- [WHAT TO WORK ON]: Read the entries below and pull out each line with the string "TraceEmitter".

Records from a data collection:
Segment Open
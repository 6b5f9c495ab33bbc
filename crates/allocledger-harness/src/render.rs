//! Scenario execution and report rendering.

use allocledger_core::{
    AddressStyle, AllocTracker, LedgerReport, RawHeap, SystemHeap, TraceEmitter, TrackerConfig,
};

use crate::error::HarnessError;
use crate::scenarios::Scenario;

#[derive(Debug, Default, Clone, Copy, PartialEq, Eq)]
pub enum OutputFormat {
    #[default]
    Plain,
    Json,
}

impl OutputFormat {
    pub fn from_name(name: &str) -> Result<Self, HarnessError> {
        match name.trim().to_ascii_lowercase().as_str() {
            "plain" | "text" => Ok(Self::Plain),
            "json" => Ok(Self::Json),
            _ => Err(HarnessError::UnknownFormat(name.to_string())),
        }
    }
}

#[derive(Debug, Default, Clone, Copy, PartialEq, Eq)]
pub struct RunOptions {
    pub format: OutputFormat,
    pub style: AddressStyle,
    pub digest: bool,
}

/// Outcome of one scenario run.
#[derive(Debug, Clone)]
pub struct ScenarioRun {
    pub scenario: Scenario,
    pub report: LedgerReport,
    /// Report rendered per [`RunOptions`].
    pub rendered: String,
    /// Lowercase hex SHA-256 of `rendered`, when requested.
    pub digest: Option<String>,
}

/// Render a swept report in the requested format.
pub fn render_report(
    report: &LedgerReport,
    format: OutputFormat,
    style: AddressStyle,
) -> Result<String, HarnessError> {
    match format {
        OutputFormat::Plain => {
            let mut buf = Vec::new();
            report.write_plain(&mut buf, style)?;
            Ok(String::from_utf8_lossy(&buf).into_owned())
        }
        OutputFormat::Json => {
            let mut json = report.to_json()?;
            json.push('\n');
            Ok(json)
        }
    }
}

fn hex_lower(bytes: &[u8]) -> String {
    use std::fmt::Write;
    let mut out = String::with_capacity(bytes.len() * 2);
    for b in bytes {
        write!(&mut out, "{b:02x}").expect("writing to String should not fail");
    }
    out
}

/// Lowercase hex SHA-256 of `text`.
#[must_use]
pub fn sha256_hex(text: &str) -> String {
    use sha2::Digest;
    hex_lower(&sha2::Sha256::digest(text.as_bytes()))
}

/// Run `scenario` on `tracker` and render what it left in the ledger.
pub fn run_on<H: RawHeap>(
    scenario: Scenario,
    tracker: &mut AllocTracker<H>,
    opts: RunOptions,
) -> Result<ScenarioRun, HarnessError> {
    scenario.run(tracker)?;
    let report = tracker.snapshot();
    let rendered = render_report(&report, opts.format, opts.style)?;
    let digest = opts.digest.then(|| sha256_hex(&rendered));
    Ok(ScenarioRun {
        scenario,
        report,
        rendered,
        digest,
    })
}

/// Run `scenario` on a fresh system-heap tracker, tracing to stderr.
pub fn run_scenario(
    scenario: Scenario,
    config: TrackerConfig,
    opts: RunOptions,
) -> Result<ScenarioRun, HarnessError> {
    let mut tracker: AllocTracker<SystemHeap> =
        AllocTracker::new(config).with_tracer(TraceEmitter::to_stderr(config.trace));
    run_on(scenario, &mut tracker, opts)
}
Segment Closed
- [SOLVED PROBLEM]:
    AddressStyle, AllocTracker, LedgerReport, RawHeap, SystemHeap, TraceEmitter, TrackerConfig,
        AllocTracker::new(config).with_tracer(TraceEmitter::to_stderr(config.trace));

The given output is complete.